Problem:
Report every line of the records that includes the word "Clone".

Extracted records
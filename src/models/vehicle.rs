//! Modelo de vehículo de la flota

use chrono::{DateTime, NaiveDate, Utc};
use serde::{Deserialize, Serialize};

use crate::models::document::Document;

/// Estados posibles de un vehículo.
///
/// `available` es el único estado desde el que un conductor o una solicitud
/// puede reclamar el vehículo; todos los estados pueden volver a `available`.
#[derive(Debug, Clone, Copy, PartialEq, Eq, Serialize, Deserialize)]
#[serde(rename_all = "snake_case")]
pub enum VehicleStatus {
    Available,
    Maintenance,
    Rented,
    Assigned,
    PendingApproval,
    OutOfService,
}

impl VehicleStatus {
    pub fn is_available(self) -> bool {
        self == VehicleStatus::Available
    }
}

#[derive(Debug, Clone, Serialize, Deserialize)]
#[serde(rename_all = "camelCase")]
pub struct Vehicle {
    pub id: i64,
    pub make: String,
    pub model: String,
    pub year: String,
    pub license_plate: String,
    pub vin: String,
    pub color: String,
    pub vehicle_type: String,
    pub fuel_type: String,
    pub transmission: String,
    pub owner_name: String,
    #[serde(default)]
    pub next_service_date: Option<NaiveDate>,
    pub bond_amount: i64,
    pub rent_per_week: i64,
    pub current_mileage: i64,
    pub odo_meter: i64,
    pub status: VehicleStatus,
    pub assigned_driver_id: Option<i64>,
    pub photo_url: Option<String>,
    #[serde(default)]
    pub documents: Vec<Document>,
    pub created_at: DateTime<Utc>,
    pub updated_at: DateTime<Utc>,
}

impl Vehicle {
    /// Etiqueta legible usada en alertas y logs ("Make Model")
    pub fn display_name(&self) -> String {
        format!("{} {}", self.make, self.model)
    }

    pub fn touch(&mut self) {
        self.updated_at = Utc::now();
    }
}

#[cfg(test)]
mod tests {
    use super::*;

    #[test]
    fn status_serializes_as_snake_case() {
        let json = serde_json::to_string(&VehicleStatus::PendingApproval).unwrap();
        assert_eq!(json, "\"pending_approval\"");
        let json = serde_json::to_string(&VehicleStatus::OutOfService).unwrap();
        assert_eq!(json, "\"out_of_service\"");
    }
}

Response to this task:
#[derive(Debug, Clone, Copy, PartialEq, Eq, Serialize, Deserialize)]
#[derive(Debug, Clone, Serialize, Deserialize)]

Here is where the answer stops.